Keputusan Moskow minggu ini untuk memperluas kemampuan militernya merupakan tanda tekanan yang dihadapi militernya pada tahun ketiga invasi besar-besaran ke Ukraina yang berjalan lambat. Sejumlah analis mengatakan ketidakpopuleran mobilisasi dan faktor-faktor lain mendorong Rusia untuk mencari tentara bayaran dari negara-negara lain.

Pada Senin (16/9), Presiden Rusia Vladimir Putin menandatangani dekrit untuk meningkatkan jumlah tentara Rusia sebanyak 180.000 tentara menjadi 2,38 juta tentara, terbesar kedua di dunia setelah China.

Para pejabat Kremlin mengatakan peningkatan tersebut disebabkan oleh invasi besar-besarannya ke Ukraina, tetapi juga untuk menanggapi apa yang digambarkan Moskow sebagai “ancaman” dari NATO di sisi baratnya.

Dua tahun lalu, Rusia mengumumkan mobilisasi besar-besaran dengan merekrut 300.000 tentara ke dalam pasukannya. Namun, para analis mengatakan para pemimpin Rusia harus mencoba pendekatan yang berbeda kali ini.

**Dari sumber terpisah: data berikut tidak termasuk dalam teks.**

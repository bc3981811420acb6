//! Read-only projections of table state.
//!
//! Everything here is a pure function of the current fields: no query
//! mutates the table, so external observers need no lock discipline beyond
//! reading a consistent snapshot.

use commonware_cryptography::ed25519::PublicKey;

use holdem_types::poker::MAX_SEATS;
use holdem_types::{SeatStatus, Table, TableConfig, TablePhase};

use crate::pot;

/// The table's static configuration.
pub fn config(table: &Table) -> &TableConfig {
    &table.config
}

/// Coarse hand-state snapshot for observers.
#[derive(Clone, Debug, PartialEq, Eq)]
pub struct TableSnapshot {
    pub phase: TablePhase,
    pub hand_number: u64,
    /// Pot including bets still sitting on the current street.
    pub pot: u64,
    pub dealer_seat: u8,
    pub community_cards: Vec<u8>,
    pub current_max_bet: u64,
    /// Total a raiser must reach for a minimum raise.
    pub min_raise_to: u64,
    pub occupied: usize,
    pub in_hand: usize,
}

/// Per-seat projection.
#[derive(Clone, Debug, PartialEq, Eq)]
pub struct SeatInfo {
    pub player: PublicKey,
    pub chip_stack: u64,
    pub current_bet: u64,
    pub total_invested: u64,
    pub status: SeatStatus,
    pub sitting_out: bool,
    pub missed_blinds: u64,
    pub pending_leave: bool,
}

pub fn snapshot(table: &Table) -> TableSnapshot {
    TableSnapshot {
        phase: table.phase,
        hand_number: table.hand_number,
        pot: pot_total(table),
        dealer_seat: table.dealer_seat,
        community_cards: table.community_cards.clone(),
        current_max_bet: table.current_max_bet,
        min_raise_to: min_raise_to(table),
        occupied: table.occupied_count(),
        in_hand: table.in_hand_count(),
    }
}

/// Info for an occupied seat; `None` for empty or out-of-range seats.
pub fn seat_info(table: &Table, seat: usize) -> Option<SeatInfo> {
    let s = table.seats.get(seat)?;
    let player = s.player.clone()?;
    Some(SeatInfo {
        player,
        chip_stack: s.chip_stack,
        current_bet: s.current_bet,
        total_invested: s.total_invested,
        status: s.status,
        sitting_out: s.sitting_out,
        missed_blinds: s.missed_blinds,
        pending_leave: s.pending_leave,
    })
}

/// Pot plus the bets still on the current street.
pub fn pot_total(table: &Table) -> u64 {
    table
        .seats
        .iter()
        .fold(table.pot, |acc, s| acc.saturating_add(s.current_bet))
}

pub fn community_cards(table: &Table) -> &[u8] {
    &table.community_cards
}

/// The stored ciphertext for a seat's hole cards, once dealt.
pub fn hole_cards_ciphertext(table: &Table, seat: usize) -> Option<&[u8]> {
    let s = table.seats.get(seat)?;
    if s.hole_ciphertext.is_empty() {
        None
    } else {
        Some(&s.hole_ciphertext)
    }
}

/// Chips `seat` must add to continue in the hand.
pub fn call_amount_for(table: &Table, seat: usize) -> u64 {
    pot::call_amount(table, seat)
}

/// Total bet a minimum raise must reach on this street.
pub fn min_raise_to(table: &Table) -> u64 {
    table.current_max_bet.saturating_add(table.min_raise)
}

/// Seat on action and its deadline, during betting streets only.
pub fn action_state(table: &Table) -> Option<(u8, u64)> {
    if table.phase.is_betting() {
        Some((table.action_on, table.action_deadline))
    } else {
        None
    }
}

/// Bitmap of seats whose commitment is recorded.
pub fn commit_bitmap(table: &Table) -> u8 {
    let mut mask = 0u8;
    for s in 0..MAX_SEATS {
        if !table.seats[s].commit.is_empty() {
            mask |= 1 << s;
        }
    }
    mask
}

/// Bitmap of seats whose secret is revealed.
pub fn reveal_bitmap(table: &Table) -> u8 {
    let mut mask = 0u8;
    for s in 0..MAX_SEATS {
        if !table.seats[s].reveal.is_empty() {
            mask |= 1 << s;
        }
    }
    mask
}

/// Occupancy counts: (occupied, sitting out, dealt in).
pub fn seat_counts(table: &Table) -> (usize, usize, usize) {
    let occupied = table.occupied_count();
    let sitting_out = table
        .seats
        .iter()
        .filter(|s| s.is_occupied() && s.sitting_out)
        .count();
    let in_hand = table.in_hand_count();
    (occupied, sitting_out, in_hand)
}

#[cfg(test)]
mod tests {
    use super::*;
    use crate::mocks::create_account_keypair;
    use holdem_types::TableConfig;

    fn sample_table() -> Table {
        let admin = create_account_keypair(0).1;
        let mut table = Table::new(TableConfig::new(admin, 5, 10));
        table.phase = TablePhase::Turn;
        table.hand_number = 4;
        table.pot = 120;
        table.dealer_seat = 1;
        table.action_on = 2;
        table.action_deadline = 77;
        table.current_max_bet = 40;
        table.min_raise = 20;
        table.community_cards = vec![3, 17, 30, 44];
        table.seats[0].player = Some(create_account_keypair(1).1);
        table.seats[0].chip_stack = 500;
        table.seats[0].current_bet = 40;
        table.seats[0].status = SeatStatus::Active;
        table.seats[0].commit = vec![1; 32];
        table.seats[2].player = Some(create_account_keypair(2).1);
        table.seats[2].chip_stack = 300;
        table.seats[2].current_bet = 15;
        table.seats[2].status = SeatStatus::Active;
        table.seats[2].commit = vec![2; 32];
        table.seats[2].reveal = vec![3; 16];
        table.seats[2].hole_ciphertext = vec![9, 9];
        table
    }

    #[test]
    fn test_snapshot_projects_without_mutation() {
        let table = sample_table();
        let before = table.clone();
        let snap = snapshot(&table);
        assert_eq!(snap.phase, TablePhase::Turn);
        assert_eq!(snap.pot, 120 + 40 + 15);
        assert_eq!(snap.min_raise_to, 60);
        assert_eq!(snap.occupied, 2);
        assert_eq!(snap.in_hand, 2);
        assert_eq!(table, before);
    }

    #[test]
    fn test_seat_info_and_ciphertext() {
        let table = sample_table();
        assert!(seat_info(&table, 1).is_none());
        assert!(seat_info(&table, 9).is_none());
        let info = seat_info(&table, 2).unwrap();
        assert_eq!(info.chip_stack, 300);
        assert_eq!(info.status, SeatStatus::Active);

        assert_eq!(hole_cards_ciphertext(&table, 2), Some(&[9u8, 9u8][..]));
        assert!(hole_cards_ciphertext(&table, 0).is_none());
    }

    #[test]
    fn test_call_amount_and_action_state() {
        let table = sample_table();
        assert_eq!(call_amount_for(&table, 2), 25);
        assert_eq!(call_amount_for(&table, 0), 0);
        assert_eq!(action_state(&table), Some((2, 77)));

        let mut idle = sample_table();
        idle.phase = TablePhase::Waiting;
        assert_eq!(action_state(&idle), None);
    }

    #[test]
    fn test_bitmaps_and_counts() {
        let table = sample_table();
        assert_eq!(commit_bitmap(&table), 0b00101);
        assert_eq!(reveal_bitmap(&table), 0b00100);
        assert_eq!(seat_counts(&table), (2, 0, 2));
    }
}
//! Shared codec helpers for bounded byte-string fields.

use bytes::Buf;
use commonware_codec::{Error, ReadRangeExt};

/// Read a length-prefixed byte string that must be either empty or within
/// `min..=max` bytes. Used for fields that are unset until a phase is reached
/// (commits, reveals, seeds, ciphertexts).
pub fn read_optional_bytes(
    reader: &mut impl Buf,
    min: usize,
    max: usize,
    ty: &'static str,
) -> Result<Vec<u8>, Error> {
    let bytes = Vec::<u8>::read_range(reader, 0..=max)?;
    if !bytes.is_empty() && bytes.len() < min {
        return Err(Error::Invalid(ty, "length out of range"));
    }
    Ok(bytes)
}
//! Shared fixtures for the crate-level scenario tests.

use commonware_cryptography::ed25519::PublicKey;

use holdem_types::poker::SEED_LEN;
use holdem_types::{SeatStatus, Table, TableConfig, TablePhase};

use crate::error::TableError;
use crate::mocks::{create_account_keypair, test_entropy, MockLedger};
use crate::{seats, shuffle, table as hand};

/// Per-seat ledger balance before any buy-in.
pub const BANKROLL: u64 = 10_000;

/// Deterministic per-seat reveal secret.
pub fn secret(seat: usize) -> Vec<u8> {
    vec![0x40 + seat as u8; 24]
}

pub fn entropy() -> [u8; SEED_LEN] {
    test_entropy(7)
}

/// A table with `stacks.len()` players seated in order, blinds 5/10.
pub fn setup(
    stacks: &[u64],
    fee_collector: Option<PublicKey>,
) -> (Table, MockLedger, Vec<PublicKey>) {
    let admin = create_account_keypair(0).1;
    let mut config = TableConfig::new(admin, 5, 10);
    config.min_buy_in = 50;
    config.fee_collector = fee_collector;
    let mut table = Table::new(config);

    let players: Vec<PublicKey> = (0..stacks.len())
        .map(|s| create_account_keypair(s as u64 + 1).1)
        .collect();
    let mut ledger =
        MockLedger::with_balances(players.iter().map(|p| (p.clone(), BANKROLL)));
    for (s, (player, &stack)) in players.iter().zip(stacks).enumerate() {
        seats::join_table(&mut table, player, s, stack, &mut ledger)
            .expect("join succeeds");
    }
    (table, ledger, players)
}

/// Start a hand and walk every participant through commit and reveal,
/// leaving the table at the preflop street.
pub fn drive_to_preflop(
    table: &mut Table,
    players: &[PublicKey],
    ledger: &mut MockLedger,
    now: u64,
) -> Result<(), TableError> {
    hand::start_hand(table, now)?;
    drive_commit_reveal(table, players, ledger, now)
}

/// Walk every active seat through commit and reveal on an open hand.
pub fn drive_commit_reveal(
    table: &mut Table,
    players: &[PublicKey],
    ledger: &mut MockLedger,
    now: u64,
) -> Result<(), TableError> {
    for (s, player) in players.iter().enumerate() {
        if table.phase == TablePhase::Commit && table.seats[s].status == SeatStatus::Active {
            let commitment = shuffle::compute_commit(&secret(s));
            hand::submit_commit(table, player, &commitment, now + 1)?;
        }
    }
    for (s, player) in players.iter().enumerate() {
        if table.phase == TablePhase::Reveal && table.seats[s].status == SeatStatus::Active {
            hand::reveal_secret(table, player, &secret(s), now + 2, &entropy(), ledger)?;
        }
    }
    Ok(())
}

Laporan investigasi oleh media independen termasuk Moscow Times dan Kyiv Independent menemukan bahwa agen-agen telah menjanjikan orang-orang yang cukup umur untuk berperang dengan gaji yang relatif tinggi di negara-negara seperti Sri Lanka, Indonesia, India, dan Nepal. Kremlin tidak pernah membenarkan atau membantah praktik-praktik tersebut.

Laporan-laporan tersebut mengatakan bahwa mereka yang direkrut dari luar negeri tidak akan ditugaskan ke pasukan bayaran seperti Wagner Group, tetapi ke tentara reguler Rusia.